Researchers growing fat tissue from cells to make cultured meat have successfully developed a similar texture to natural meat grown in animals

The increasing production of cultured meat grown entirely from cells is highly anticipated to break into the food industry – especially due to the increasing environmental and ethical issues with natural meat – but these meats currently lack realistic texture and flavour.

Though not yet ready for large-scale production, startup companies are developing cell-grown chicken, beef, pork, and fish. Currently, most of these products are in the form of an unstructured mixture of cells, such as chicken nuggets rather than a slice of chicken breast.

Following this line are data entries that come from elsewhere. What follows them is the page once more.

// src/video.rs

use crate::types::{Config, Frame};
use anyhow::{bail, Result};
use opencv::{
    core::{self, Mat},
    imgproc,
    prelude::*,
    videoio::{self, VideoCapture, VideoCaptureTrait, VideoCaptureTraitConst, VideoWriter},
};
use std::path::{Path, PathBuf};
use tracing::{info, warn};
use walkdir::WalkDir;

/// Fallback used whenever a container reports a zero or negative frame
/// rate, to keep all timing computations well-defined.
pub const DEFAULT_FPS: f64 = 25.0;

pub struct VideoProcessor {
    config: Config,
}

impl VideoProcessor {
    pub fn new(config: Config) -> Self {
        Self { config }
    }

    pub fn find_video_files(&self) -> Result<Vec<PathBuf>> {
        let mut videos = Vec::new();

        let video_extensions = vec!["mp4", "avi", "mov", "mkv", "MP4", "AVI", "MOV", "MKV"];

        for entry in WalkDir::new(&self.config.video.input_dir)
            .follow_links(true)
            .into_iter()
            .filter_map(|e| e.ok())
        {
            let path = entry.path();
            if let Some(ext) = path.extension() {
                if video_extensions.contains(&ext.to_str().unwrap_or("")) {
                    videos.push(path.to_path_buf());
                }
            }
        }

        info!("Found {} video files", videos.len());
        Ok(videos)
    }

    pub fn open_video(&self, path: &Path) -> Result<VideoReader> {
        info!("Opening video: {}", path.display());
        VideoReader::open(path)
    }

    pub fn create_writer(
        &self,
        input_path: &Path,
        width: i32,
        height: i32,
        fps: f64,
    ) -> Result<Option<AnnotatedWriter>> {
        if !self.config.video.save_annotated {
            return Ok(None);
        }

        std::fs::create_dir_all(&self.config.video.output_dir)?;

        let input_name = input_path
            .file_stem()
            .and_then(|s| s.to_str())
            .unwrap_or("video");
        let output_path = PathBuf::from(&self.config.video.output_dir)
            .join(format!("annotated_{}.mp4", input_name));

        info!("Output video: {}", output_path.display());

        let fourcc = VideoWriter::fourcc('m', 'p', '4', 'v')?;
        let writer = VideoWriter::new(
            output_path
                .to_str()
                .ok_or_else(|| anyhow::anyhow!("non-utf8 output path"))?,
            fourcc,
            fps,
            core::Size::new(width, height),
            true,
        )?;

        Ok(Some(AnnotatedWriter {
            writer,
            path: output_path,
            released: false,
        }))
    }
}

pub struct AnnotatedWriter {
    writer: VideoWriter,
    pub path: PathBuf,
    released: bool,
}

impl AnnotatedWriter {
    pub fn write(&mut self, frame: &Mat) -> Result<()> {
        use opencv::videoio::VideoWriterTrait;
        self.writer.write(frame)?;
        Ok(())
    }

    pub fn release(&mut self) -> Result<()> {
        use opencv::videoio::VideoWriterTrait;
        if !self.released {
            self.writer.release()?;
            self.released = true;
        }
        Ok(())
    }
}

pub struct VideoReader {
    cap: VideoCapture,
    pub fps: f64,
    pub total_frames: i32,
    pub current_frame: i32,
    pub width: i32,
    pub height: i32,
    released: bool,
}

impl VideoReader {
    pub fn open(path: &Path) -> Result<Self> {
        let path_str = path
            .to_str()
            .ok_or_else(|| anyhow::anyhow!("non-utf8 video path"))?;
        let cap = VideoCapture::from_file(path_str, videoio::CAP_ANY)?;

        if !cap.is_opened()? {
            bail!("Failed to open video file: {}", path.display());
        }

        let mut fps = VideoCaptureTraitConst::get(&cap, videoio::CAP_PROP_FPS)?;
        if fps <= 0.0 {
            warn!("Container reports fps={:.2}, assuming {}", fps, DEFAULT_FPS);
            fps = DEFAULT_FPS;
        }
        let total_frames = VideoCaptureTraitConst::get(&cap, videoio::CAP_PROP_FRAME_COUNT)? as i32;
        let width = VideoCaptureTraitConst::get(&cap, videoio::CAP_PROP_FRAME_WIDTH)? as i32;
        let height = VideoCaptureTraitConst::get(&cap, videoio::CAP_PROP_FRAME_HEIGHT)? as i32;

        info!(
            "Video properties: {}x{} @ {:.1} FPS, {} frames",
            width, height, fps, total_frames
        );

        Ok(Self {
            cap,
            fps,
            total_frames,
            current_frame: 0,
            width,
            height,
            released: false,
        })
    }

    pub fn read_frame(&mut self) -> Result<Option<Frame>> {
        let mut mat = Mat::default();

        if !VideoCaptureTrait::read(&mut self.cap, &mut mat)? || mat.empty() {
            return Ok(None);
        }

        self.current_frame += 1;
        let timestamp_ms = (self.current_frame as f64 / self.fps) * 1000.0;

        let mut rgb_mat = Mat::default();
        imgproc::cvt_color(&mat, &mut rgb_mat, imgproc::COLOR_BGR2RGB, 0)?;

        let data = rgb_mat.data_bytes()?.to_vec();

        Ok(Some(Frame {
            data,
            width: self.width as usize,
            height: self.height as usize,
            timestamp_ms,
        }))
    }

    /// Rewind to frame 0. Used by the live pipeline to simulate an
    /// unbounded camera feed from a finite file.
    pub fn seek_to_start(&mut self) -> Result<()> {
        self.cap.set(videoio::CAP_PROP_POS_FRAMES, 0.0)?;
        self.current_frame = 0;
        Ok(())
    }

    /// Release the underlying capture. Safe to call more than once.
    pub fn release(&mut self) -> Result<()> {
        if !self.released {
            self.cap.release()?;
            self.released = true;
            info!("Video capture released");
        }
        Ok(())
    }

    pub fn progress(&self) -> f32 {
        if self.total_frames == 0 {
            return 0.0;
        }
        (self.current_frame as f32 / self.total_frames as f32) * 100.0
    }
}

impl Drop for VideoReader {
    fn drop(&mut self) {
        let _ = self.release();
    }
}
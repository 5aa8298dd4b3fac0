// src/stats.rs
//
// Pure aggregation of accumulated dwell and queue-length state into the
// summary payload consumers chart and act on. Callable repeatedly against a
// growing tracker (live summaries) with the same result as a single
// end-of-run call over the same inputs.

use crate::occupancy::ZoneOccupancyTracker;
use serde::Serialize;
use std::collections::HashMap;

/// Summary statistics for one zone. Wait fields are `None` when no agent
/// passed the significance filter, never zero, so "no data" stays
/// distinguishable from "zero wait".
#[derive(Debug, Clone, PartialEq, Serialize)]
pub struct ZoneMetrics {
    pub avg_wait: Option<f64>,
    pub min_wait: Option<f64>,
    pub max_wait: Option<f64>,
    pub avg_queue_len: Option<f64>,
    pub max_queue_len: u32,
    pub num_people_measured: usize,
    pub total_people_tracked: usize,
}

#[derive(Debug, Clone, Serialize)]
pub struct ZoneReport {
    pub zone_name: String,
    pub polygon_id: usize,
    pub metrics: ZoneMetrics,
    pub queue_timestamps: Vec<f64>,
    pub queue_lengths: Vec<u32>,
    pub wait_times: Vec<f64>,
}

#[derive(Debug, Clone, Serialize)]
pub struct AnalysisReport {
    pub zones: Vec<ZoneReport>,
    /// Legacy unioned "inside ANY zone" figures, present only when
    /// `analysis.track_union` is enabled.
    #[serde(skip_serializing_if = "Option::is_none")]
    pub global: Option<ZoneReport>,
    pub fps: f64,
    pub frame_count: u64,
    pub duration_sec: f64,
    #[serde(skip_serializing_if = "Option::is_none")]
    pub output_video_path: Option<String>,
}

/// Aggregate one zone's dwell map and queue series.
///
/// The filter boundary is inclusive: a dwell exactly at
/// `min_wait_sec_filter` is measured, strictly below is treated as
/// pass-through noise.
pub fn summarize_zone(
    time_in_zone: &HashMap<i64, f64>,
    queue_lengths: &[u32],
    min_wait_sec_filter: f64,
) -> (ZoneMetrics, Vec<f64>) {
    let mut wait_times: Vec<f64> = time_in_zone
        .values()
        .copied()
        .filter(|&t| t >= min_wait_sec_filter)
        .collect();
    wait_times.sort_by(|a, b| a.partial_cmp(b).unwrap_or(std::cmp::Ordering::Equal));

    let (avg_wait, min_wait, max_wait) = if wait_times.is_empty() {
        (None, None, None)
    } else {
        let sum: f64 = wait_times.iter().sum();
        (
            Some(sum / wait_times.len() as f64),
            Some(wait_times[0]),
            Some(wait_times[wait_times.len() - 1]),
        )
    };

    let avg_queue_len = if queue_lengths.is_empty() {
        None
    } else {
        let sum: u64 = queue_lengths.iter().map(|&q| q as u64).sum();
        Some(sum as f64 / queue_lengths.len() as f64)
    };
    let max_queue_len = queue_lengths.iter().copied().max().unwrap_or(0);

    let metrics = ZoneMetrics {
        avg_wait,
        min_wait,
        max_wait,
        avg_queue_len,
        max_queue_len,
        num_people_measured: wait_times.len(),
        total_people_tracked: time_in_zone.len(),
    };
    (metrics, wait_times)
}

/// Build the full per-zone report from a tracker's accumulated state.
pub fn build_report(
    tracker: &ZoneOccupancyTracker,
    min_wait_sec_filter: f64,
    fps: f64,
    output_video_path: Option<String>,
) -> AnalysisReport {
    let timestamps = tracker.timestamps().to_vec();

    let zones = tracker
        .zones()
        .iter()
        .map(|zone| {
            let (metrics, wait_times) = summarize_zone(
                tracker.dwell().zone_map(zone.index),
                tracker.queue_lengths(zone.index),
                min_wait_sec_filter,
            );
            ZoneReport {
                zone_name: zone.name.clone(),
                polygon_id: zone.index,
                metrics,
                queue_timestamps: timestamps.clone(),
                queue_lengths: tracker.queue_lengths(zone.index).to_vec(),
                wait_times,
            }
        })
        .collect();

    let global = tracker.union_state().map(|(times, lengths)| {
        let (metrics, wait_times) = summarize_zone(times, lengths, min_wait_sec_filter);
        ZoneReport {
            zone_name: "ALL_ZONES".to_string(),
            polygon_id: 0,
            metrics,
            queue_timestamps: timestamps.clone(),
            queue_lengths: lengths.to_vec(),
            wait_times,
        }
    });

    let frame_count = tracker.frames_processed();
    AnalysisReport {
        zones,
        global,
        fps,
        frame_count,
        duration_sec: if fps > 0.0 {
            frame_count as f64 / fps
        } else {
            0.0
        },
        output_video_path,
    }
}

#[cfg(test)]
mod tests {
    use super::*;
    use crate::geometry::Point;
    use crate::occupancy::ZoneOccupancyTracker;
    use crate::types::AgentObservation;
    use crate::zones::Zone;

    fn map(entries: &[(i64, f64)]) -> HashMap<i64, f64> {
        entries.iter().copied().collect()
    }

    #[test]
    fn test_filter_boundary_is_inclusive() {
        let times = map(&[(1, 1.0), (2, 0.999)]);
        let (metrics, waits) = summarize_zone(&times, &[], 1.0);
        assert_eq!(waits, vec![1.0]);
        assert_eq!(metrics.num_people_measured, 1);
        assert_eq!(metrics.total_people_tracked, 2);
    }

    #[test]
    fn test_empty_waits_are_unavailable_not_zero() {
        let times = map(&[(1, 0.3)]);
        let (metrics, _) = summarize_zone(&times, &[0, 0], 1.0);
        assert_eq!(metrics.avg_wait, None);
        assert_eq!(metrics.min_wait, None);
        assert_eq!(metrics.max_wait, None);
        assert_eq!(metrics.num_people_measured, 0);
        assert_eq!(metrics.total_people_tracked, 1);
    }

    #[test]
    fn test_queue_stats_include_zero_frames_and_empty_default() {
        let (metrics, _) = summarize_zone(&map(&[]), &[2, 0, 4, 0], 1.0);
        assert_eq!(metrics.avg_queue_len, Some(1.5));
        assert_eq!(metrics.max_queue_len, 4);

        let (empty, _) = summarize_zone(&map(&[]), &[], 1.0);
        assert_eq!(empty.avg_queue_len, None);
        assert_eq!(empty.max_queue_len, 0);
    }

    #[test]
    fn test_aggregation_is_idempotent() {
        let times = map(&[(1, 2.5), (2, 1.0), (3, 0.2)]);
        let series = [1u32, 2, 2, 1];
        let first = summarize_zone(&times, &series, 1.0);
        let second = summarize_zone(&times, &series, 1.0);
        assert_eq!(first.0, second.0);
        assert_eq!(first.1, second.1);
    }

    fn unit_square_zone() -> Zone {
        Zone::new(
            "A",
            0,
            vec![
                Point::new(0.0, 0.0),
                Point::new(10.0, 0.0),
                Point::new(10.0, 10.0),
                Point::new(0.0, 10.0),
            ],
        )
        .unwrap()
    }

    fn center_agent() -> AgentObservation {
        AgentObservation {
            track_id: Some(1),
            bbox: [4.0, 4.0, 6.0, 6.0],
        }
    }

    #[test]
    fn test_scenario_thirty_frames_at_thirty_fps() {
        // Agent at (5,5) for frames 1..=30 at fps=30, filter 0.5s
        let mut tracker = ZoneOccupancyTracker::new(vec![unit_square_zone()], false);
        let fps = 30.0;
        for i in 1..=30 {
            tracker.observe_frame(i as f64 / fps, 1.0 / fps, &[center_agent()]);
        }
        let report = build_report(&tracker, 0.5, fps, None);
        let zone = &report.zones[0];
        assert!((zone.metrics.avg_wait.unwrap() - 1.0).abs() < 1e-9);
        assert_eq!(zone.metrics.num_people_measured, 1);
        assert_eq!(zone.queue_lengths, vec![1u32; 30]);
        assert_eq!(report.frame_count, 30);
    }

    #[test]
    fn test_scenario_short_dwell_filtered_out() {
        // 10 frames at fps=30 -> 0.333s dwell, below the 1.0s filter
        let mut tracker = ZoneOccupancyTracker::new(vec![unit_square_zone()], false);
        let fps = 30.0;
        for i in 1..=10 {
            tracker.observe_frame(i as f64 / fps, 1.0 / fps, &[center_agent()]);
        }
        let report = build_report(&tracker, 1.0, fps, None);
        let zone = &report.zones[0];
        assert!(zone.wait_times.is_empty());
        assert_eq!(zone.metrics.avg_wait, None);
        assert_eq!(zone.metrics.total_people_tracked, 1);
        assert_eq!(zone.metrics.num_people_measured, 0);
    }
}
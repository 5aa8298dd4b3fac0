// src/pipeline/mod.rs

pub mod batch;
pub mod live;
pub mod metrics;

pub use batch::run_batch;
pub use live::{LiveStream, StreamFrame, ZoneSnapshot};
pub use metrics::PipelineMetrics;
use super::{RenderContext, SourceGenerator};
use crate::error::Result;
use genco::prelude::*;

#[derive(Debug, Clone, Copy, PartialEq, Eq)]
enum CommentStyle {
    Javadoc,
    Block,
    Line,
}

/// Javadoc, block or line comment
#[derive(Debug, Clone)]
pub struct CommentGenerator {
    style: CommentStyle,
    lines: Vec<String>,
    tags: Vec<(String, String)>,
}

impl CommentGenerator {
    fn new(style: CommentStyle, text: &str) -> Self {
        Self {
            style,
            lines: text.lines().map(|l| l.trim_end().to_string()).collect(),
            tags: Vec::new(),
        }
    }

    pub fn javadoc(text: &str) -> Self {
        Self::new(CommentStyle::Javadoc, text)
    }

    pub fn block(text: &str) -> Self {
        Self::new(CommentStyle::Block, text)
    }

    pub fn line(text: &str) -> Self {
        Self::new(CommentStyle::Line, text)
    }

    /// Trailing `@tag text` line (javadoc only)
    pub fn tag(mut self, tag: &str, text: &str) -> Self {
        self.tags.push((tag.trim_start_matches('@').to_string(), text.to_string()));
        self
    }
}

impl SourceGenerator for CommentGenerator {
    fn render(&self, _cx: &mut RenderContext<'_>, out: &mut java::Tokens) -> Result<()> {
        if self.style == CommentStyle::Line {
            for line in &self.lines {
                out.push();
                out.append(format!("// {}", line).trim_end().to_string());
            }
            out.push();
            return Ok(());
        }

        out.push();
        out.append(if self.style == CommentStyle::Javadoc { "/**" } else { "/*" });
        let tags = self
            .tags
            .iter()
            .map(|(tag, text)| format!("@{} {}", tag, text));
        let tagged = self.style == CommentStyle::Javadoc && !self.tags.is_empty();
        let separator = (tagged && !self.lines.is_empty()).then(String::new);
        for line in self
            .lines
            .iter()
            .cloned()
            .chain(separator)
            .chain(tags.filter(|_| tagged))
        {
            out.push();
            if line.is_empty() {
                out.append(" *");
            } else {
                out.append(format!(" * {}", line));
            }
        }
        out.push();
        out.append(" */");
        out.push();
        Ok(())
    }
}
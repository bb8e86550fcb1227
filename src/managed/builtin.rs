//! Wrappers for the platform's own annotation types

use super::{AnnotationView, EnumConstant, ManagedAnnotation};
use crate::error::{Error, Result};

/// `@java.lang.Deprecated`
#[derive(Debug, Clone, Copy)]
pub struct Deprecated<'a> {
    view: AnnotationView<'a>,
}

impl<'a> ManagedAnnotation<'a> for Deprecated<'a> {
    const TYPE_NAME: &'static str = "java.lang.Deprecated";

    fn from_view(view: AnnotationView<'a>) -> Self {
        Self { view }
    }
}

impl Deprecated<'_> {
    pub fn since(&self) -> Result<String> {
        self.view.get("since", Some(String::new()))
    }

    pub fn for_removal(&self) -> Result<bool> {
        self.view.get("forRemoval", Some(false))
    }
}

/// `@java.lang.SuppressWarnings`
#[derive(Debug, Clone, Copy)]
pub struct SuppressWarnings<'a> {
    view: AnnotationView<'a>,
}

impl<'a> ManagedAnnotation<'a> for SuppressWarnings<'a> {
    const TYPE_NAME: &'static str = "java.lang.SuppressWarnings";

    fn from_view(view: AnnotationView<'a>) -> Self {
        Self { view }
    }
}

impl SuppressWarnings<'_> {
    pub fn value(&self) -> Result<Vec<String>> {
        self.view.get("value", None)
    }

    pub fn suppresses(&self, warning: &str) -> Result<bool> {
        Ok(self.value()?.iter().any(|w| w == warning || w == "all"))
    }
}

#[derive(Debug, Clone, Copy, PartialEq, Eq)]
pub enum RetentionPolicy {
    Source,
    Class,
    Runtime,
}

impl RetentionPolicy {
    pub fn from_constant(constant: &str) -> Option<Self> {
        match constant {
            "SOURCE" => Some(RetentionPolicy::Source),
            "CLASS" => Some(RetentionPolicy::Class),
            "RUNTIME" => Some(RetentionPolicy::Runtime),
            _ => None,
        }
    }
}

/// `@java.lang.annotation.Retention`
#[derive(Debug, Clone, Copy)]
pub struct Retention<'a> {
    view: AnnotationView<'a>,
}

impl<'a> ManagedAnnotation<'a> for Retention<'a> {
    const TYPE_NAME: &'static str = "java.lang.annotation.Retention";

    fn from_view(view: AnnotationView<'a>) -> Self {
        Self { view }
    }
}

impl Retention<'_> {
    /// Policy; `CLASS` when the element is absent
    pub fn value(&self) -> Result<RetentionPolicy> {
        let constant: EnumConstant = self.view.get(
            "value",
            Some(EnumConstant {
                type_name: "RetentionPolicy".into(),
                constant: "CLASS".into(),
            }),
        )?;
        RetentionPolicy::from_constant(&constant.constant).ok_or_else(|| {
            Error::MetadataTypeMismatch {
                element: "@Retention.value".into(),
                expected: "RetentionPolicy",
                found: "enum",
            }
        })
    }
}

/// `@java.lang.annotation.Target`
#[derive(Debug, Clone, Copy)]
pub struct Target<'a> {
    view: AnnotationView<'a>,
}

impl<'a> ManagedAnnotation<'a> for Target<'a> {
    const TYPE_NAME: &'static str = "java.lang.annotation.Target";

    fn from_view(view: AnnotationView<'a>) -> Self {
        Self { view }
    }
}

impl Target<'_> {
    /// Element type constant names (`TYPE`, `METHOD`, ...)
    pub fn value(&self) -> Result<Vec<String>> {
        let constants: Vec<EnumConstant> = self.view.get("value", None)?;
        Ok(constants.into_iter().map(|c| c.constant).collect())
    }
}
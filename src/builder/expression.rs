use super::{AnnotationGenerator, MemberName, RenderContext, SourceGenerator, TypeName};
use crate::decl::MetaValue;
use crate::error::Result;
use genco::prelude::*;

#[derive(Debug, Clone)]
enum Part {
    Text(String),
    Type(TypeName),
    Member(MemberName),
    StringLiteral(String),
    Annotation(Box<AnnotationGenerator>),
    Expression(ExpressionGenerator),
}

/// An inline expression fragment assembled from text, type references,
/// (possibly API-aware) member names and nested expressions
#[derive(Debug, Clone, Default)]
pub struct ExpressionGenerator {
    parts: Vec<Part>,
}

impl ExpressionGenerator {
    pub fn new() -> Self {
        Self::default()
    }

    /// Verbatim source text
    pub fn raw(text: impl Into<String>) -> Self {
        Self::new().text(text)
    }

    pub fn string_literal(value: impl Into<String>) -> Self {
        Self::new().string(value)
    }

    /// `Type.class`
    pub fn class_literal(type_name: TypeName) -> Self {
        Self::new().type_ref(type_name).text(".class")
    }

    /// `Type.CONSTANT`
    pub fn enum_constant(type_name: TypeName, constant: &str) -> Self {
        Self::new().type_ref(type_name).text(format!(".{}", constant))
    }

    /// `new Type(args)`
    pub fn new_instance(type_name: TypeName, args: Vec<ExpressionGenerator>) -> Self {
        Self::new()
            .text("new ")
            .type_ref(type_name)
            .arguments(args)
    }

    /// `target.member(args)`, or `member(args)` without a target
    pub fn call(
        target: Option<ExpressionGenerator>,
        member: impl Into<MemberName>,
        args: Vec<ExpressionGenerator>,
    ) -> Self {
        let mut expr = Self::new();
        if let Some(target) = target {
            expr = expr.expr(target).text(".");
        }
        expr.member(member).arguments(args)
    }

    /// `Type.member(args)`
    pub fn static_call(
        type_name: TypeName,
        member: impl Into<MemberName>,
        args: Vec<ExpressionGenerator>,
    ) -> Self {
        Self::new()
            .type_ref(type_name)
            .text(".")
            .member(member)
            .arguments(args)
    }

    /// Source form of a metadata literal
    pub fn from_meta(value: &MetaValue) -> Self {
        match value {
            MetaValue::Bool(b) => Self::raw(b.to_string()),
            MetaValue::Int(i) if i32::try_from(*i).is_ok() => Self::raw(i.to_string()),
            MetaValue::Int(i) => Self::raw(format!("{}L", i)),
            MetaValue::Float(f) => Self::raw(format!("{:?}", f)),
            MetaValue::Char(c) => Self::raw(char_literal(*c)),
            MetaValue::String(s) => Self::string_literal(s.clone()),
            MetaValue::Class(syntax) => Self::class_literal(TypeName::Syntax(syntax.clone())),
            MetaValue::Enum {
                type_name,
                constant,
            } if type_name.is_empty() => Self::raw(constant.clone()),
            MetaValue::Enum {
                type_name,
                constant,
            } => Self::raw(format!("{}.{}", type_name, constant)),
            MetaValue::Annotation(raw) => {
                let mut annotation = AnnotationGenerator::new(TypeName::named(raw.name.clone()));
                for (name, value) in &raw.elements {
                    annotation = annotation.element(name, Self::from_meta(value));
                }
                Self::new().annotation(annotation)
            }
            MetaValue::Array(items) => {
                let mut expr = Self::raw("{");
                for (i, item) in items.iter().enumerate() {
                    if i > 0 {
                        expr = expr.text(", ");
                    }
                    expr = expr.expr(Self::from_meta(item));
                }
                expr.text("}")
            }
            MetaValue::Expression(text) => Self::raw(text.clone()),
        }
    }

    pub fn text(mut self, text: impl Into<String>) -> Self {
        self.parts.push(Part::Text(text.into()));
        self
    }

    pub fn type_ref(mut self, type_name: TypeName) -> Self {
        self.parts.push(Part::Type(type_name));
        self
    }

    pub fn member(mut self, member: impl Into<MemberName>) -> Self {
        self.parts.push(Part::Member(member.into()));
        self
    }

    pub fn string(mut self, value: impl Into<String>) -> Self {
        self.parts.push(Part::StringLiteral(value.into()));
        self
    }

    pub fn expr(mut self, expr: ExpressionGenerator) -> Self {
        self.parts.push(Part::Expression(expr));
        self
    }

    pub fn annotation(mut self, annotation: AnnotationGenerator) -> Self {
        self.parts.push(Part::Annotation(Box::new(annotation)));
        self
    }

    /// `(a, b, c)`
    pub fn arguments(mut self, args: Vec<ExpressionGenerator>) -> Self {
        self = self.text("(");
        for (i, arg) in args.into_iter().enumerate() {
            if i > 0 {
                self = self.text(", ");
            }
            self = self.expr(arg);
        }
        self.text(")")
    }

    pub fn is_empty(&self) -> bool {
        self.parts.is_empty()
    }

    /// Render to inline text
    pub fn to_text(&self, cx: &mut RenderContext<'_>) -> Result<String> {
        let mut text = String::new();
        for part in &self.parts {
            match part {
                Part::Text(t) => text.push_str(t),
                Part::Type(type_name) => text.push_str(&cx.type_text(type_name)?),
                Part::Member(member) => text.push_str(&member.text(cx.env())?),
                Part::StringLiteral(value) => text.push_str(&string_literal(value)?),
                Part::Annotation(annotation) => text.push_str(&annotation.to_text(cx)?),
                Part::Expression(expr) => text.push_str(&expr.to_text(cx)?),
            }
        }
        Ok(text)
    }
}

impl SourceGenerator for ExpressionGenerator {
    fn render(&self, cx: &mut RenderContext<'_>, out: &mut java::Tokens) -> Result<()> {
        let text = self.to_text(cx)?;
        out.append(text);
        Ok(())
    }
}

/// Java string literal with escapes, via genco's quoting
fn string_literal(value: &str) -> Result<String> {
    let mut tokens = java::Tokens::new();
    quote_in!(tokens => $(quoted(value)));
    Ok(tokens.to_string()?)
}

fn char_literal(c: char) -> String {
    match c {
        '\'' => "'\\''".to_string(),
        '\\' => "'\\\\'".to_string(),
        '\n' => "'\\n'".to_string(),
        '\r' => "'\\r'".to_string(),
        '\t' => "'\\t'".to_string(),
        c => format!("'{}'", c),
    }
}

What is lacking is the texture of real meat, created by muscle fibres, connective tissue and fat. Essentially, what gives meat its flavour.

The texture of real meat is currently ‘lacking’ from the cultured meat

To tackle this, researchers adapted the texture of cultured meat by compressing the fat tissue, seeing how much pressure it could withstand compared to natural animal fat.

This showed that cell-grown fat bound with sodium alginate was able to withstand a similar amount of pressure to fat from livestock and poultry, but the cell-grown fat that was bound with mTG behaved more like rendered fat, similar to lard or tallow, suggesting it would be possible to adapt the texture of cultured fat to make it resemble the texture of real fat within meat.

The mix of fatty acids from cultured mouse fat differed from native mouse fat

Using different types and amounts of binders, the researchers analysed the composition of molecules from the cell-grown fat and found that the mix of fatty acids from cultured mouse fat differed from native mouse fat. However, the cultured pig fat had a much closer fatty acid profile to the native tissue, suggesting the different cultured meats would have different results.

While it might be possible to supplement growing fat cells with the required lipids to ensure that they more closely match the composition of natural meat, cooking releases hundreds of compounds that add flavour to the meat, and most of those compounds originate from fat, including lipids and their component fatty acids.

How much fat does cultured meat need to have enough flavour?

Consumer testing with natural beef of different fat content showed that the highest scores were registered for beef containing 36% fat.

This issue with this is the production of cultured fat tissue in large enough quantities is extremely difficult so far. This is because, as the fat grows into a mass, the cells in the middle become starved of oxygen and nutrients. In nature, blood vessels and capillaries deliver oxygen and nutrients throughout the tissue.

Currently, there still isn’t a way to replicate that vascular network at a sufficient scale in lab-grown tissue.

Lab-grown muscle and fat can only be grown to a few millimetres in size

In this study, researchers noted that they can only grow muscle or fat to a few millimetres in size.

To tackle this, the researchers grew fat cells from mice and pigs first and then harvested those cells and aggregated them into a three-dimensional mass with a binder such as alginate and mTG, which are both already used in some foods. The aggregated fat cells immediately had the appearance of fat tissue, but to see if they truly reproduced the features of native fat from animals, the team carried out a series of further experiments.

Aggregating the cells after growth could reproduce the taste, nutrition and texture profile of natural animal fat

First author John Yuen Jr, a graduate student at the Tufts University Center for Cellular Architecture, said: “Our goal was to develop a relatively simple method of producing bulk fat. Since fat tissue is predominantly cells with few other structural components, we thought that aggregating the cells after growth would be sufficient to reproduce the taste, nutrition and texture profile of natural animal fat.

“This can work when creating the tissue solely for food, since there’s no requirement to keep the cells alive once we gather the fat in bulk.”

Senior author David Kaplan, Stern Family professor of Biomedical Engineering at Tufts University and director of TUCCA, added: “This method of aggregating cultured fat cells with binding agents can be translated to large-scale production of cultured fat tissue in bioreactors – a key obstacle in the development of cultured meat.

“We continue to look at every aspect of cultured meat production with an eye toward enabling mass production of meat that looks, tastes and feels like the real thing.”